Duchamp did it when he unleashed his Fountain, arguably his most famous sculpture and one that was later voted the "most influential artwork of the 20th century" by 500 British critics. Keep in mind that "influential" does not mean "best." Despite the fact that Duchamp's fountain is the worst thing to ever happen to any cultural medium, I agree with those Brits. It's influential because it started the graceless collapse of a once-fine pursuit.
Sound familiar? You've probably seen it before, but maybe you didn't know what it was, which should tell you something. There was a once a time when there was no debate over whether you were looking at art or not. It was pretty clear. Now you can never be sure.
In fact, someone has been arrested for pissing in Duchamp's urinal. Frenchman Pierre Pinoncelli took a leak on the thing in 1993, then attacked it with a hammer. This alone would make the man my hero if he wasn't a "conceptual artist," which is pretty much the lowest form of life on earth.
Why? Conceptual art isn't art. It's just scattered, pointless bullshit. You want a definition? Try "weird for the sake of weird."
Pinoncelli is a perfect example. In 1967, he sprayed the French novelist, and then culture minister, André Malraux with red paint. In 1975, he robbed a bank in Nice with a sawn-off shotgun and escaped with 10 francs. He also cut off his finger in Colombia, calling the act itself an artwork. His worthless digit is on display in a museum there.
But I'm getting ahead of myself. What was wrong with Duchamp's fountain? It drove home the point that "art" is pretty damn difficult to define, and that you could get away with labeling anything art.

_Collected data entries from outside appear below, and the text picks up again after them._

//! E-book conversion by shelling out to the kindlegen binary.

use std::path::{Path, PathBuf};

use async_trait::async_trait;
use tokio::process::Command;
use tracing::{info, warn};

use super::{Article, CollaboratorError, Converter, Document};
use crate::job::JobId;

/// kindlegen exits 1 when it succeeded with warnings.
const WARNINGS_EXIT_CODE: i32 = 1;

pub struct KindlegenConverter {
    binary: String,
    work_root: PathBuf,
}

impl KindlegenConverter {
    pub fn new(binary: String) -> Self {
        Self::with_work_root(binary, std::env::temp_dir().join("kindling"))
    }

    pub fn with_work_root(binary: String, work_root: PathBuf) -> Self {
        Self { binary, work_root }
    }

    async fn run(
        &self,
        dir: &Path,
        id: &JobId,
        article: &Article,
    ) -> Result<Document, CollaboratorError> {
        let fallback = article.url.as_deref().unwrap_or("Article");
        let title = article.title_or(fallback).to_string();

        let html_name = format!("{}.html", id);
        let mobi_name = format!("{}.mobi", id);

        tokio::fs::write(dir.join(&html_name), render_html(&title, article)).await?;

        let output = Command::new(&self.binary)
            .arg(&html_name)
            .arg("-o")
            .arg(&mobi_name)
            .current_dir(dir)
            .output()
            .await?;

        let code = output.status.code();
        if !output.status.success() && code != Some(WARNINGS_EXIT_CODE) {
            let stdout = String::from_utf8_lossy(&output.stdout);
            let tail: String = stdout
                .lines()
                .rev()
                .take(3)
                .collect::<Vec<_>>()
                .join(" | ");
            return Err(CollaboratorError::Conversion(format!(
                "exit code {:?}: {}",
                code, tail
            )));
        }

        let bytes = tokio::fs::read(dir.join(&mobi_name)).await?;

        info!(
            job_id = %id,
            exit_code = ?code,
            size = bytes.len(),
            "kindlegen_convert_complete"
        );

        Ok(Document {
            filename: format!("{}.mobi", file_stem(&title)),
            title,
            bytes,
        })
    }
}

#[async_trait]
impl Converter for KindlegenConverter {
    async fn convert(&self, id: &JobId, article: &Article) -> Result<Document, CollaboratorError> {
        tokio::fs::create_dir_all(&self.work_root).await?;

        // Removed on drop, so a panic or a dropped future cleans up too.
        let dir = tempfile::Builder::new()
            .prefix(&format!("{}-", id))
            .tempdir_in(&self.work_root)?;

        let result = self.run(dir.path(), id, article).await;

        if let Err(e) = dir.close() {
            warn!(job_id = %id, error = %e, "kindlegen_cleanup_failed");
        }

        result
    }
}

fn render_html(title: &str, article: &Article) -> String {
    format!(
        "<!DOCTYPE html>\n<html><head><meta charset=\"utf-8\"><title>{title}</title></head>\
         <body><h1>{title}</h1>{content}</body></html>\n",
        title = escape_html(title),
        content = article.content.as_deref().unwrap_or(""),
    )
}

fn escape_html(text: &str) -> String {
    let mut out = String::with_capacity(text.len());
    for c in text.chars() {
        match c {
            '&' => out.push_str("&amp;"),
            '<' => out.push_str("&lt;"),
            '>' => out.push_str("&gt;"),
            '"' => out.push_str("&quot;"),
            _ => out.push(c),
        }
    }
    out
}

/// Attachment-safe file name derived from the title.
fn file_stem(title: &str) -> String {
    let stem: String = title
        .chars()
        .map(|c| if c.is_alphanumeric() { c } else { '-' })
        .collect::<String>()
        .split('-')
        .filter(|s| !s.is_empty())
        .collect::<Vec<_>>()
        .join("-");

    let stem: String = stem.chars().take(64).collect();
    if stem.is_empty() {
        "article".to_string()
    } else {
        stem
    }
}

How about the National Gallery in Ottawa spending $1.76 million on Voice of Fire, a huge blue canvas with a reddish-orange stripe, a soulless, brainless and worthless thing that anyone with a ruler could paint. Brydon Smith, the gallery's assistant director at the time, called the painting "a timely reminder for each of us what it is to be independent and free of oppression." No explanation of how it does that, but I guess it sounds more inspiring than, "It's a minor alteration to the Costa Rican flag."
Duchamp showed us that art can be pretty much anything. It probably wasn't his intention, but he basically ruined art forever, since it showed so many no-talents with weird ideas that they could make a career out of shitting in cans or setting up umbrellas.

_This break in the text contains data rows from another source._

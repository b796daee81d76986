//! In-process store used when no Redis URL is configured, and in tests.

use std::collections::HashMap;
use std::sync::Mutex;
use std::time::{Duration, Instant};

use async_trait::async_trait;

use super::{KvStore, StoreError};

struct Entry {
    value: String,
    expires_at: Instant,
}

impl Entry {
    fn is_live(&self, now: Instant) -> bool {
        self.expires_at > now
    }
}

/// Mutex-guarded map with lazy expiry.
///
/// Entries vanish with the process, so bounce idempotency only holds for
/// the lifetime of a single instance.
#[derive(Default)]
pub struct MemoryStore {
    entries: Mutex<HashMap<String, Entry>>,
}

impl MemoryStore {
    pub fn new() -> Self {
        Self::default()
    }

    fn lock(&self) -> Result<std::sync::MutexGuard<'_, HashMap<String, Entry>>, StoreError> {
        self.entries
            .lock()
            .map_err(|_| StoreError::Command("memory store lock poisoned".to_string()))
    }
}

#[async_trait]
impl KvStore for MemoryStore {
    async fn get(&self, key: &str) -> Result<Option<String>, StoreError> {
        let now = Instant::now();
        let mut entries = self.lock()?;

        match entries.get(key) {
            Some(entry) if entry.is_live(now) => Ok(Some(entry.value.clone())),
            Some(_) => {
                entries.remove(key);
                Ok(None)
            }
            None => Ok(None),
        }
    }

    async fn set_ex(&self, key: &str, value: &str, ttl: Duration) -> Result<(), StoreError> {
        let expires_at = Instant::now() + ttl;
        self.lock()?.insert(
            key.to_string(),
            Entry {
                value: value.to_string(),
                expires_at,
            },
        );
        Ok(())
    }

    async fn set_if_absent(
        &self,
        key: &str,
        value: &str,
        ttl: Duration,
    ) -> Result<bool, StoreError> {
        let now = Instant::now();
        let mut entries = self.lock()?;

        if entries.get(key).map(|e| e.is_live(now)).unwrap_or(false) {
            return Ok(false);
        }

        entries.insert(
            key.to_string(),
            Entry {
                value: value.to_string(),
                expires_at: now + ttl,
            },
        );
        Ok(true)
    }
}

Worse still, the art world has become aesthetically bankrupt by encouraging this kind of crap. Example: in 2001, idiot Martin Creed won the Turner Prize (a £40,000 prize named for an English painter who had actual talent) for The Lights Going On and Off, which is an empty room where the lights flicked on and off. Yes, someone got £40,000 for that.
It's been all downhill since Duchamp, with middling hacks like Andy Warhol and entirely worthless and pretentious wastes like Yoko Ono or Pierre Pinoncelli.

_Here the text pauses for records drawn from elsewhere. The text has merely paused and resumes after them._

//! Kindling - article-to-e-reader delivery service.
//!
//! Users submit an article URL (web form, bookmarklet, or an email to their
//! hex alias address). The article is extracted, converted to an e-book,
//! and emailed back. Bounced deliveries are resent at most once.
//!
//! ## Architecture
//!
//! ```text
//! HTTP / webhooks → Intake → Dispatcher queue → workers → extract → convert → email
//!                                                   ↘ StatusStore   ↘ BounceGuard
//! ```

pub mod bounce;
pub mod collab;
pub mod config;
pub mod dispatch;
pub mod inbound;
pub mod intake;
pub mod job;
pub mod status;
pub mod store;
pub mod web;

#[cfg(test)]
pub(crate) mod testing;

// Re-export commonly used types
pub use bounce::{BounceError, BounceGuard};
pub use config::Config;
pub use dispatch::{DispatchError, Dispatcher, Pipeline};
pub use inbound::{BounceEvent, DecodeError, InboundEmail};
pub use intake::{Intake, IntakeError};
pub use job::{Job, JobId, ValidationError};
pub use status::{is_terminal, StatusError, StatusStore};
pub use store::{KvStore, MemoryStore, StoreError};
pub use web::AppState;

And it ain't gonna get any better. If you were anywhere near Ryerson on Nuit Blanche, you may have seen Porcelain Gods, a display of various-sized toilets. Not only is that pointless and empty-headed, it's not even original. Someone posed a toilet as art 90 years ago, moron!
I have a suggestion for all the conceptual artists, all the Martin Creeds and Pinoncellis out there: next Nuit Blanche, set up a giant canvas in the SkyDome, then throw yourselves off the CN Tower onto the canvas. You'll die, but what a conceptual statement! Wow! It'll satisfy the middling abilities of so many lazy wannabe artists out there and maybe it'll leave us with people who have, ya know, talent.